How serious is copyright infringement?
The copyright statutes tell us that a lot of money can be awarded in copyrigt infringement cases, but we rarely see it happen except in big-operation piracy operations that also fall under the criminal codes. Last week, though, ordinary Joe (or Jeffery, actually) from Arizona, who was accused of illegal file sharing on his home computer, apparently for his own personal use, found out just how expensive a few illegal files can really be.
And it happened without a shred of evidence.
Let me explain, because this is important. The RIAA filed a lawsuit against Jeffrey Howell, and the judge issued a standard order to Howell not to mess with his computer hard-drive, because there might be evidence relevant to the case on it.
Howell, who represented himself and apparently never spoke to a lawyer, formatted the hard-drive and took other steps to wipe his computer clean, in clear violation of the judge’s order.
You can’t disobey a judge without running smack into serious consequences.

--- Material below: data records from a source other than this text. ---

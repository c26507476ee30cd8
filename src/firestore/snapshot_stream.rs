//! Snapshot listener streams for Firestore.
//!
//! `Query::listen` exposes a snapshot listener as an async stream. The stream
//! owns the listener registration and removes it when dropped.
//!
//! # Example
//! ```no_run
//! use firestore_query_core::firestore::{Firestore, MetadataChanges};
//! use futures::StreamExt;
//!
//! # async fn example(firestore: Firestore) -> Result<(), Box<dyn std::error::Error>> {
//! let query = firestore.collection("rooms")?.where_greater_than("score", 10)?;
//!
//! let mut stream = query.listen(MetadataChanges::Exclude);
//! while let Some(result) = stream.next().await {
//!     match result {
//!         Ok(snapshot) => println!("{} rooms", snapshot.len()),
//!         Err(e) => eprintln!("Error: {}", e),
//!     }
//! }
//! // Listener removed when the stream is dropped
//! # Ok(())
//! # }
//! ```

use crate::error::FirestoreError;
use crate::firestore::listener_registration::ListenerRegistration;
use crate::firestore::query_snapshot::QuerySnapshot;
use futures::Stream;
use std::pin::Pin;
use std::task::{Context, Poll};
use tokio::sync::mpsc;

/// A stream of query snapshot updates.
///
/// This stream receives real-time updates for a query result set.
/// When dropped, the underlying listener is removed.
pub struct QuerySnapshotStream {
    receiver: mpsc::UnboundedReceiver<Result<QuerySnapshot, FirestoreError>>,
    registration: ListenerRegistration,
}

impl QuerySnapshotStream {
    pub(crate) fn new(
        receiver: mpsc::UnboundedReceiver<Result<QuerySnapshot, FirestoreError>>,
        registration: ListenerRegistration,
    ) -> Self {
        Self {
            receiver,
            registration,
        }
    }

    /// The registration backing this stream
    pub fn registration(&self) -> &ListenerRegistration {
        &self.registration
    }
}

impl Stream for QuerySnapshotStream {
    type Item = Result<QuerySnapshot, FirestoreError>;

    fn poll_next(mut self: Pin<&mut Self>, cx: &mut Context<'_>) -> Poll<Option<Self::Item>> {
        self.receiver.poll_recv(cx)
    }
}

impl Drop for QuerySnapshotStream {
    fn drop(&mut self) {
        self.registration.remove();
    }
}
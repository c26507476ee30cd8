//! Snapshot values produced by the sync client's view layer

use std::collections::BTreeSet;

use super::query::Query;
use crate::firestore::field_value::MapValue;
use crate::firestore::model::DocumentKey;

/// A document as seen by a view
#[derive(Debug, Clone, PartialEq, Eq)]
pub struct Document {
    /// Document location
    pub key: DocumentKey,
    /// Field data
    pub data: MapValue,
}

impl Document {
    /// Creates a document
    pub fn new(key: DocumentKey, data: MapValue) -> Self {
        Self { key, data }
    }
}

/// A query's current result set plus sync state, before it is made public.
#[derive(Debug, Clone, PartialEq, Eq)]
pub struct ViewSnapshot {
    /// The query this view answers
    pub query: Query,
    /// Documents in query order
    pub documents: Vec<Document>,
    /// Keys of documents with pending local mutations
    pub mutated_keys: BTreeSet<DocumentKey>,
    /// Whether the result set comes from the local cache only
    pub from_cache: bool,
    /// Whether `from_cache` flipped with this snapshot
    pub sync_state_changed: bool,
    /// Whether metadata-only changes were filtered out
    pub excludes_metadata_changes: bool,
}

impl ViewSnapshot {
    /// A server-synced snapshot without pending writes
    pub fn new(query: Query, documents: Vec<Document>) -> Self {
        Self {
            query,
            documents,
            mutated_keys: BTreeSet::new(),
            from_cache: false,
            sync_state_changed: false,
            excludes_metadata_changes: false,
        }
    }

    /// Marks the snapshot as served from cache
    pub fn with_from_cache(mut self, from_cache: bool) -> Self {
        self.from_cache = from_cache;
        self
    }

    /// Sets the keys with pending writes
    pub fn with_mutated_keys(mut self, keys: impl IntoIterator<Item = DocumentKey>) -> Self {
        self.mutated_keys = keys.into_iter().collect();
        self
    }

    /// Whether any document in the view has pending writes
    pub fn has_pending_writes(&self) -> bool {
        !self.mutated_keys.is_empty()
    }
}
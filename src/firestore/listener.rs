//! Listeners that sit between the sync client and user callbacks
//!
//! - `QuerySnapshotConverter` turns view snapshots into public `QuerySnapshot`s.
//! - `ListenOnce` turns a streaming registration into a single result.
//! - `OnceListener` adapts an `FnOnce` callback for single-delivery reads.

use std::sync::Mutex;

use futures::channel::oneshot;

use super::core::event_listener::lock_unpoisoned;
use super::core::{self, EventListener, ViewSnapshot};
use super::document_snapshot::SnapshotMetadata;
use super::firestore::Firestore;
use super::listener_registration::ListenerRegistration;
use super::query_snapshot::QuerySnapshot;
use super::source::Source;
use crate::error::{FirestoreError, FirestoreResult};

pub(crate) const SERVER_UNAVAILABLE_MESSAGE: &str =
    "Failed to get documents from server. (However, these documents may exist in the local \
     cache. Run again without setting source to Source::Server to retrieve the cached documents.)";

/// Maps view snapshots to query snapshots. Errors pass through untouched.
pub(crate) struct QuerySnapshotConverter {
    firestore: Firestore,
    query: core::Query,
    listener: Box<dyn EventListener<QuerySnapshot>>,
}

impl QuerySnapshotConverter {
    pub(crate) fn new(
        firestore: Firestore,
        query: core::Query,
        listener: Box<dyn EventListener<QuerySnapshot>>,
    ) -> Self {
        Self {
            firestore,
            query,
            listener,
        }
    }
}

impl EventListener<ViewSnapshot> for QuerySnapshotConverter {
    fn on_event(&self, result: FirestoreResult<ViewSnapshot>) {
        let snapshot = match result {
            Ok(snapshot) => snapshot,
            Err(err) => {
                self.listener.on_event(Err(err));
                return;
            }
        };

        let metadata = SnapshotMetadata::new(snapshot.has_pending_writes(), snapshot.from_cache);
        self.listener.on_event(Ok(QuerySnapshot::new(
            self.firestore.clone(),
            self.query.clone(),
            snapshot,
            metadata,
        )));
    }
}

/// Delivers the first event to an `FnOnce` callback and ignores the rest.
pub(crate) struct OnceListener<F> {
    callback: Mutex<Option<F>>,
}

impl<F> OnceListener<F> {
    pub(crate) fn new(callback: F) -> Self {
        Self {
            callback: Mutex::new(Some(callback)),
        }
    }
}

impl<T, F> EventListener<T> for OnceListener<F>
where
    F: FnOnce(FirestoreResult<T>) + Send,
{
    fn on_event(&self, result: FirestoreResult<T>) {
        let callback = lock_unpoisoned(&self.callback).take();
        match callback {
            Some(callback) => callback(result),
            None => tracing::debug!("ignoring event after single delivery"),
        }
    }
}

/// Wraps a one-shot read callback around a streaming registration.
///
/// The registration only exists once `add_snapshot_listener_with_options`
/// returns, but the first event may already be running on the executor by
/// then. The caller sends the registration through `registration`
/// unconditionally right after registering; the first event blocks on the
/// receiving end, removes the registration, and only then runs the callback.
/// Removal mutes the async adapter, so no later event reaches the callback.
pub(crate) struct ListenOnce<F> {
    source: Source,
    registration: Mutex<Option<oneshot::Receiver<ListenerRegistration>>>,
    callback: Mutex<Option<F>>,
}

impl<F> ListenOnce<F> {
    pub(crate) fn new(
        source: Source,
        registration: oneshot::Receiver<ListenerRegistration>,
        callback: F,
    ) -> Self {
        Self {
            source,
            registration: Mutex::new(Some(registration)),
            callback: Mutex::new(Some(callback)),
        }
    }

    fn remove_registration(&self) {
        let Some(receiver) = lock_unpoisoned(&self.registration).take() else {
            return;
        };
        match futures::executor::block_on(receiver) {
            Ok(registration) => registration.remove(),
            Err(oneshot::Canceled) => {
                tracing::warn!("listen-once registration was never published; cannot remove it");
            }
        }
    }
}

impl<F> EventListener<QuerySnapshot> for ListenOnce<F>
where
    F: FnOnce(FirestoreResult<QuerySnapshot>) + Send,
{
    fn on_event(&self, result: FirestoreResult<QuerySnapshot>) {
        let Some(callback) = lock_unpoisoned(&self.callback).take() else {
            tracing::debug!("ignoring event after listen-once completed");
            return;
        };

        // Remove before handing the result over, so that nothing the callback
        // does can observe a second event for this now stale query.
        self.remove_registration();

        let result = match result {
            Ok(snapshot)
                if snapshot.metadata().is_from_cache() && self.source == Source::Server =>
            {
                Err(FirestoreError::unavailable(SERVER_UNAVAILABLE_MESSAGE))
            }
            other => other,
        };
        tracing::debug!(ok = result.is_ok(), source = ?self.source, "listen-once completed");
        callback(result);
    }
}

#[cfg(test)]
mod tests {
    use super::*;
    use std::sync::atomic::{AtomicUsize, Ordering};
    use std::sync::Arc;

    #[test]
    fn once_listener_delivers_first_event_only() {
        let calls = Arc::new(AtomicUsize::new(0));
        let counter = calls.clone();
        let listener = OnceListener::new(move |result: FirestoreResult<i32>| {
            assert_eq!(result, Ok(7));
            counter.fetch_add(1, Ordering::SeqCst);
        });

        listener.on_event(Ok(7));
        listener.on_event(Ok(8));

        assert_eq!(calls.load(Ordering::SeqCst), 1);
    }

    #[test]
    fn registration_cell_blocks_until_published() {
        let (sender, receiver) = oneshot::channel::<u32>();
        let waiter = std::thread::spawn(move || futures::executor::block_on(receiver));

        std::thread::sleep(std::time::Duration::from_millis(10));
        sender.send(42).unwrap();

        assert_eq!(waiter.join().unwrap(), Ok(42));
    }

    #[test]
    fn registration_cell_reports_dropped_sender() {
        let (sender, receiver) = oneshot::channel::<u32>();
        drop(sender);
        assert_eq!(futures::executor::block_on(receiver), Err(oneshot::Canceled));
    }
}
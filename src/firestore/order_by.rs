//! Query ordering

use std::fmt;

use serde::{Deserialize, Serialize};

use super::model::FieldPath;

/// Sort direction for query ordering
#[derive(Debug, Clone, Copy, Default, PartialEq, Eq, Hash, Serialize, Deserialize)]
#[serde(rename_all = "lowercase")]
pub enum Direction {
    /// Smallest value first
    #[default]
    Ascending,
    /// Largest value first
    Descending,
}

impl fmt::Display for Direction {
    fn fmt(&self, f: &mut fmt::Formatter<'_>) -> fmt::Result {
        match self {
            Direction::Ascending => f.write_str("asc"),
            Direction::Descending => f.write_str("desc"),
        }
    }
}

/// One ordering clause of a query
#[derive(Debug, Clone, PartialEq, Eq, Hash)]
pub struct OrderBy {
    field: FieldPath,
    direction: Direction,
}

impl OrderBy {
    /// Orders by `field` in `direction`
    pub fn new(field: FieldPath, direction: Direction) -> Self {
        Self { field, direction }
    }

    /// The ordered field
    pub fn field(&self) -> &FieldPath {
        &self.field
    }

    /// The direction
    pub fn direction(&self) -> Direction {
        self.direction
    }

    pub(crate) fn canonical_id(&self) -> String {
        format!("{}{}", self.field, self.direction)
    }
}
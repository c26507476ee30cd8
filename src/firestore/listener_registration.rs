//! Handle controlling the lifetime of a snapshot listener

use std::fmt;
use std::sync::{Arc, Mutex};

use super::core::event_listener::lock_unpoisoned;
use super::core::{AsyncEventListener, QueryListenerHandle, ViewSnapshot};

struct Registered {
    async_listener: Arc<AsyncEventListener<ViewSnapshot>>,
    handle: Box<dyn QueryListenerHandle>,
}

/// Returned by `Query::add_snapshot_listener`.
///
/// Call [`remove`](Self::remove) to stop the listener. Dropping the
/// registration does not stop it; the subscription then lives as long as the
/// sync client keeps it.
pub struct ListenerRegistration {
    query_id: String,
    registered: Mutex<Option<Registered>>,
}

impl ListenerRegistration {
    pub(crate) fn new(
        query_id: String,
        async_listener: Arc<AsyncEventListener<ViewSnapshot>>,
        handle: Box<dyn QueryListenerHandle>,
    ) -> Self {
        Self {
            query_id,
            registered: Mutex::new(Some(Registered {
                async_listener,
                handle,
            })),
        }
    }

    /// Stops the listener.
    ///
    /// Idempotent and safe to call from any thread, including from inside the
    /// listener's own callback. Once the first call returns, the listener
    /// receives no further events and no callback is still running, except
    /// the one making the call when it comes from inside the listener.
    pub fn remove(&self) {
        // Released before muting: muting waits for a running callback, which
        // may itself be calling `remove`.
        let registered = lock_unpoisoned(&self.registered).take();
        if let Some(Registered {
            async_listener,
            handle,
        }) = registered
        {
            async_listener.mute();
            handle.detach();
            tracing::debug!(query = %self.query_id, "removed snapshot listener");
        }
    }

    /// Whether [`remove`](Self::remove) has been called
    pub fn is_removed(&self) -> bool {
        lock_unpoisoned(&self.registered).is_none()
    }
}

impl fmt::Debug for ListenerRegistration {
    fn fmt(&self, f: &mut fmt::Formatter<'_>) -> fmt::Result {
        f.debug_struct("ListenerRegistration")
            .field("query", &self.query_id)
            .field("removed", &self.is_removed())
            .finish()
    }
}
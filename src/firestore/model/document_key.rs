use std::fmt::{Display, Formatter};

use crate::error::{FirestoreError, FirestoreResult};
use crate::firestore::model::ResourcePath;

/// The location of a single document: a path with an even number of segments.
#[derive(Clone, Debug, PartialEq, Eq, Hash, PartialOrd, Ord)]
pub struct DocumentKey {
    path: ResourcePath,
}

impl DocumentKey {
    pub fn is_document_key(path: &ResourcePath) -> bool {
        !path.is_empty() && path.len() % 2 == 0
    }

    pub fn from_path(path: ResourcePath) -> FirestoreResult<Self> {
        if !Self::is_document_key(&path) {
            return Err(FirestoreError::invalid_argument(format!(
                "Invalid document path ({path}). Document paths must have an even number of segments, but it has {}.",
                path.len()
            )));
        }
        Ok(Self { path })
    }

    pub fn from_string(path: &str) -> FirestoreResult<Self> {
        Self::from_path(ResourcePath::from_string(path)?)
    }

    pub fn path(&self) -> &ResourcePath {
        &self.path
    }

    pub fn collection_path(&self) -> ResourcePath {
        self.path.without_last()
    }

    pub fn id(&self) -> &str {
        self.path.last_segment().unwrap_or_default()
    }
}

impl Display for DocumentKey {
    fn fmt(&self, f: &mut Formatter<'_>) -> std::fmt::Result {
        write!(f, "{}", self.path)
    }
}

#[cfg(test)]
mod tests {
    use super::*;

    #[test]
    fn validates_even_segments() {
        assert!(DocumentKey::from_string("rooms").is_err());
        assert!(DocumentKey::from_string("rooms/eros/messages").is_err());
        assert!(DocumentKey::from_string("").is_err());
    }

    #[test]
    fn parses_valid_path() {
        let key = DocumentKey::from_string("rooms/eros").unwrap();
        assert_eq!(key.id(), "eros");
        assert_eq!(key.collection_path().canonical_string(), "rooms");
    }
}
//! The query value: an immutable description of what to fetch.
//!
//! Each builder step validates the new clause against the clauses already
//! accumulated and returns a fresh `Query`. A failed step leaves the receiver
//! untouched, so no partially applied clause is ever observable.

use std::fmt;

use crate::error::{FirestoreError, FirestoreResult};
use crate::firestore::bound::Bound;
use crate::firestore::field_value::Value;
use crate::firestore::filter::{FieldFilter, FilterOperator};
use crate::firestore::model::{DocumentKey, FieldPath, ResourcePath};
use crate::firestore::order_by::{Direction, OrderBy};
use crate::immutable::AppendOnlyList;

/// Maximum number of alternatives in an `in`, `not-in` or
/// `array-contains-any` filter.
pub const MAX_DISJUNCTIVE_VALUES: usize = 10;

/// Immutable, structurally comparable query description.
///
/// Equality and hashing cover the path and every clause, so two queries are
/// interchangeable exactly when they compare equal.
#[derive(Debug, Clone, PartialEq, Eq, Hash)]
pub struct Query {
    path: ResourcePath,
    collection_group: Option<String>,
    filters: AppendOnlyList<FieldFilter>,
    explicit_order_bys: AppendOnlyList<OrderBy>,
    limit: Option<i32>,
    start_at: Option<Bound>,
    end_at: Option<Bound>,
}

impl Query {
    /// Creates a query over the collection at `path`.
    pub fn new(path: ResourcePath) -> Self {
        Self {
            path,
            collection_group: None,
            filters: AppendOnlyList::new(),
            explicit_order_bys: AppendOnlyList::new(),
            limit: None,
            start_at: None,
            end_at: None,
        }
    }

    /// Creates a query over every collection named `collection_id`, at any depth.
    pub fn collection_group(collection_id: impl Into<String>) -> FirestoreResult<Self> {
        let collection_id = collection_id.into();
        if collection_id.is_empty() || collection_id.contains('/') {
            return Err(FirestoreError::invalid_argument(format!(
                "Invalid collection ID ({collection_id}) passed to function collection_group(). \
                 Collection IDs must be non-empty and must not contain '/'."
            )));
        }
        Ok(Self {
            collection_group: Some(collection_id),
            ..Self::new(ResourcePath::root())
        })
    }

    /// The base path. Empty for a collection group query over the whole database.
    pub fn path(&self) -> &ResourcePath {
        &self.path
    }

    /// The collection id of a collection group query
    pub fn collection_group_id(&self) -> Option<&str> {
        self.collection_group.as_deref()
    }

    /// Whether this query spans every collection with the group's id
    pub fn is_collection_group_query(&self) -> bool {
        self.collection_group.is_some()
    }

    /// Filters in the order they were added
    pub fn filters(&self) -> &AppendOnlyList<FieldFilter> {
        &self.filters
    }

    /// Order-by clauses in the order they were added
    pub fn explicit_order_bys(&self) -> &AppendOnlyList<OrderBy> {
        &self.explicit_order_bys
    }

    /// Maximum number of results, if limited
    pub fn limit_value(&self) -> Option<i32> {
        self.limit
    }

    /// Where results start, if bounded
    pub fn start_bound(&self) -> Option<&Bound> {
        self.start_at.as_ref()
    }

    /// Where results end, if bounded
    pub fn end_bound(&self) -> Option<&Bound> {
        self.end_at.as_ref()
    }

    /// The field every inequality filter of this query is on, if any.
    pub fn inequality_filter_field(&self) -> Option<&FieldPath> {
        self.filters
            .iter()
            .find(|filter| filter.is_inequality())
            .map(FieldFilter::field)
    }

    /// The field of the first explicit order-by
    pub fn first_order_by_field(&self) -> Option<&FieldPath> {
        self.explicit_order_bys.first().map(OrderBy::field)
    }

    /// The first operator of an existing filter that appears in `operators`.
    pub fn find_filter_operator(&self, operators: &[FilterOperator]) -> Option<FilterOperator> {
        self.filters
            .iter()
            .map(FieldFilter::op)
            .find(|op| operators.contains(op))
    }

    /// Returns a new query with `field op value` appended.
    ///
    /// Filters on [`FieldPath::document_id`] take a document id string or a
    /// reference; strings are rewritten to references relative to the query
    /// path.
    pub fn filter(&self, field: FieldPath, op: FilterOperator, value: Value) -> FirestoreResult<Query> {
        if value.is_null() || value.is_nan() {
            if !matches!(op, FilterOperator::Equal | FilterOperator::NotEqual) {
                let kind = if value.is_null() { "Null" } else { "NaN" };
                return Err(FirestoreError::invalid_argument(format!(
                    "Invalid Query. {kind} supports only '==' and '!=' comparisons."
                )));
            }
        }
        if op.is_disjunctive() {
            validate_disjunctive_value(op, &value)?;
        }

        let value = if field.is_key_field_path() {
            self.parse_document_id_value(op, value)?
        } else {
            value
        };

        let filter = FieldFilter::new(field, op, value);
        self.validate_new_filter(&filter)?;

        Ok(Query {
            filters: self.filters.clone().push_back(filter),
            ..self.clone()
        })
    }

    /// Returns a new query with an additional ordering.
    pub fn order_by(&self, field: FieldPath, direction: Direction) -> FirestoreResult<Query> {
        if self.start_at.is_some() {
            return Err(FirestoreError::invalid_argument(
                "Invalid query. You must not specify a starting point before specifying the order by.",
            ));
        }
        if self.end_at.is_some() {
            return Err(FirestoreError::invalid_argument(
                "Invalid query. You must not specify an ending point before specifying the order by.",
            ));
        }
        if self.explicit_order_bys.is_empty() {
            if let Some(inequality) = self.inequality_filter_field() {
                validate_order_by_matches_inequality(&field, inequality)?;
            }
        }

        Ok(Query {
            explicit_order_bys: self
                .explicit_order_bys
                .clone()
                .push_back(OrderBy::new(field, direction)),
            ..self.clone()
        })
    }

    /// Returns a new query returning at most `limit` documents.
    pub fn limit(&self, limit: i32) -> FirestoreResult<Query> {
        if limit <= 0 {
            return Err(FirestoreError::invalid_argument(format!(
                "Invalid Query. Query limit ({limit}) is invalid. Limit must be positive."
            )));
        }
        Ok(Query {
            limit: Some(limit),
            ..self.clone()
        })
    }

    /// Returns a new query starting at `bound`.
    ///
    /// The bound length is not checked against the order-by clauses here;
    /// `order_by` is rejected once a bound exists, so the ordering cannot
    /// change underneath it.
    pub fn start_at(&self, bound: Bound) -> Query {
        Query {
            start_at: Some(bound),
            ..self.clone()
        }
    }

    /// Returns a new query ending at `bound`.
    pub fn end_at(&self, bound: Bound) -> Query {
        Query {
            end_at: Some(bound),
            ..self.clone()
        }
    }

    /// A stable textual key, equal for structurally equal queries.
    pub fn canonical_id(&self) -> String {
        let mut id = self.path.canonical_string();
        if let Some(group) = &self.collection_group {
            id.push_str("|cg:");
            id.push_str(group);
        }
        id.push_str("|f:");
        for filter in &self.filters {
            id.push_str(&filter.canonical_id());
        }
        id.push_str("|ob:");
        for order_by in &self.explicit_order_bys {
            id.push_str(&order_by.canonical_id());
        }
        if let Some(limit) = self.limit {
            id.push_str(&format!("|l:{limit}"));
        }
        if let Some(bound) = &self.start_at {
            id.push_str("|lb:");
            id.push_str(&bound.canonical_id());
        }
        if let Some(bound) = &self.end_at {
            id.push_str("|ub:");
            id.push_str(&bound.canonical_id());
        }
        id
    }

    fn parse_document_id_value(&self, op: FilterOperator, value: Value) -> FirestoreResult<Value> {
        if op.is_array_operator() {
            return Err(FirestoreError::invalid_argument(format!(
                "Invalid query. You can't perform '{op}' queries on FieldPath.documentId() \
                 since document IDs are not arrays."
            )));
        }
        if let Value::Array(values) = value {
            if op.is_disjunctive() {
                let references = values
                    .into_iter()
                    .map(|value| self.parse_expected_reference_value(value))
                    .collect::<FirestoreResult<Vec<_>>>()?;
                return Ok(Value::Array(references));
            }
            return self.parse_expected_reference_value(Value::Array(values));
        }
        self.parse_expected_reference_value(value)
    }

    fn parse_expected_reference_value(&self, value: Value) -> FirestoreResult<Value> {
        let document_id = match value {
            Value::Reference(_) => return Ok(value),
            Value::String(document_id) => document_id,
            other => {
                return Err(FirestoreError::invalid_argument(format!(
                    "Invalid query. When querying by document ID you must provide a valid string \
                     or DocumentReference, but it was of type: {}",
                    other.type_name()
                )));
            }
        };

        if document_id.is_empty() {
            return Err(FirestoreError::invalid_argument(
                "Invalid query. When querying with FieldPath.documentId() you must provide a \
                 valid document ID, but it was an empty string.",
            ));
        }
        if !self.is_collection_group_query() && document_id.contains('/') {
            return Err(FirestoreError::invalid_argument(format!(
                "Invalid query. When querying a collection by FieldPath.documentId() you must \
                 provide a plain document ID, but '{document_id}' contains a '/' character."
            )));
        }

        let path = self.path.append(&ResourcePath::from_string(&document_id)?);
        if !DocumentKey::is_document_key(&path) {
            return Err(FirestoreError::invalid_argument(format!(
                "Invalid query. When querying a collection group by FieldPath.documentId(), the \
                 value provided must result in a valid document path, but '{path}' is not \
                 because it has an odd number of segments."
            )));
        }
        Ok(Value::Reference(DocumentKey::from_path(path)?))
    }

    fn validate_new_filter(&self, filter: &FieldFilter) -> FirestoreResult<()> {
        if filter.is_inequality() {
            if let Some(existing) = self.inequality_filter_field() {
                if existing != filter.field() {
                    return Err(FirestoreError::invalid_argument(format!(
                        "Invalid Query. All where filters with an inequality (notEqual, lessThan, \
                         lessThanOrEqual, greaterThan, or greaterThanOrEqual) must be on the same \
                         field. But you have inequality filters on '{existing}' and '{}'",
                        filter.field()
                    )));
                }
            }
            if let Some(first_order_by) = self.first_order_by_field() {
                validate_order_by_matches_inequality(first_order_by, filter.field())?;
            }
        }

        let op = filter.op();
        if let Some(conflict) = self.find_filter_operator(op.conflicting_operators()) {
            let message = if op.is_array_operator() && conflict.is_array_operator() {
                "Invalid Query. Queries only support a single arrayContains-style filter.".to_string()
            } else if conflict == op {
                format!("Invalid Query. You cannot use more than one '{op}' filter.")
            } else {
                format!("Invalid Query. You cannot use '{op}' filters with '{conflict}' filters.")
            };
            return Err(FirestoreError::invalid_argument(message));
        }
        Ok(())
    }
}

impl fmt::Display for Query {
    fn fmt(&self, f: &mut fmt::Formatter<'_>) -> fmt::Result {
        write!(f, "Query({})", self.canonical_id())
    }
}

fn validate_disjunctive_value(op: FilterOperator, value: &Value) -> FirestoreResult<()> {
    let Some(values) = value.as_array() else {
        return Err(FirestoreError::invalid_argument(format!(
            "Invalid Query. A non-empty array is required for '{op}' filters."
        )));
    };
    if values.is_empty() {
        return Err(FirestoreError::invalid_argument(format!(
            "Invalid Query. A non-empty array is required for '{op}' filters."
        )));
    }
    if values.len() > MAX_DISJUNCTIVE_VALUES {
        return Err(FirestoreError::invalid_argument(format!(
            "Invalid Query. '{op}' filters support a maximum of {MAX_DISJUNCTIVE_VALUES} \
             elements in the value array."
        )));
    }
    Ok(())
}

fn validate_order_by_matches_inequality(
    order_by_field: &FieldPath,
    inequality_field: &FieldPath,
) -> FirestoreResult<()> {
    if order_by_field != inequality_field {
        return Err(FirestoreError::invalid_argument(format!(
            "Invalid query. You have a where filter with an inequality (notEqual, lessThan, \
             lessThanOrEqual, greaterThan, or greaterThanOrEqual) on field '{inequality_field}' \
             and so you must also use '{inequality_field}' as your first queryOrderedBy field, \
             but your first queryOrderedBy is currently on field '{order_by_field}' instead."
        )));
    }
    Ok(())
}
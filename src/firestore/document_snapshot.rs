//! Firestore DocumentSnapshot and SnapshotMetadata types

use super::field_value::{MapValue, Value};
use super::model::DocumentKey;

/// Firestore document snapshot
#[derive(Debug, Clone, PartialEq, Eq)]
pub struct DocumentSnapshot {
    /// Document location
    pub key: DocumentKey,

    /// Document data (None if document doesn't exist)
    pub data: Option<MapValue>,

    /// Document metadata
    pub metadata: SnapshotMetadata,
}

impl DocumentSnapshot {
    /// Check if document exists
    pub fn exists(&self) -> bool {
        self.data.is_some()
    }

    /// Get a top-level field value
    pub fn get(&self, field: &str) -> Option<&Value> {
        let Some(data) = &self.data else {
            return None;
        };
        data.get(field)
    }

    /// Get document ID
    pub fn id(&self) -> &str {
        self.key.id()
    }
}

/// Metadata about a snapshot
#[derive(Debug, Clone, Copy, Default, PartialEq, Eq, Hash)]
pub struct SnapshotMetadata {
    /// Whether the snapshot contains pending writes
    pub has_pending_writes: bool,

    /// Whether the data came from cache
    pub is_from_cache: bool,
}

impl SnapshotMetadata {
    /// Creates metadata from its two flags
    pub fn new(has_pending_writes: bool, is_from_cache: bool) -> Self {
        Self {
            has_pending_writes,
            is_from_cache,
        }
    }

    /// Whether the snapshot contains pending writes
    pub fn has_pending_writes(&self) -> bool {
        self.has_pending_writes
    }

    /// Whether the data came from cache
    pub fn is_from_cache(&self) -> bool {
        self.is_from_cache
    }
}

Here, the judge said the extent of the evidence tampering indicated there was a good chance that evidence supporting the RIAA’s claims had been there, so he found in favor of the RIAA and ordered Howell to pay $40,500 in damages, plus court costs, which were tiny in comparison since not much had actually happened in court thanks to Howell’s destruction.
The bottom line is that destruction of evidence is NEVER a good idea.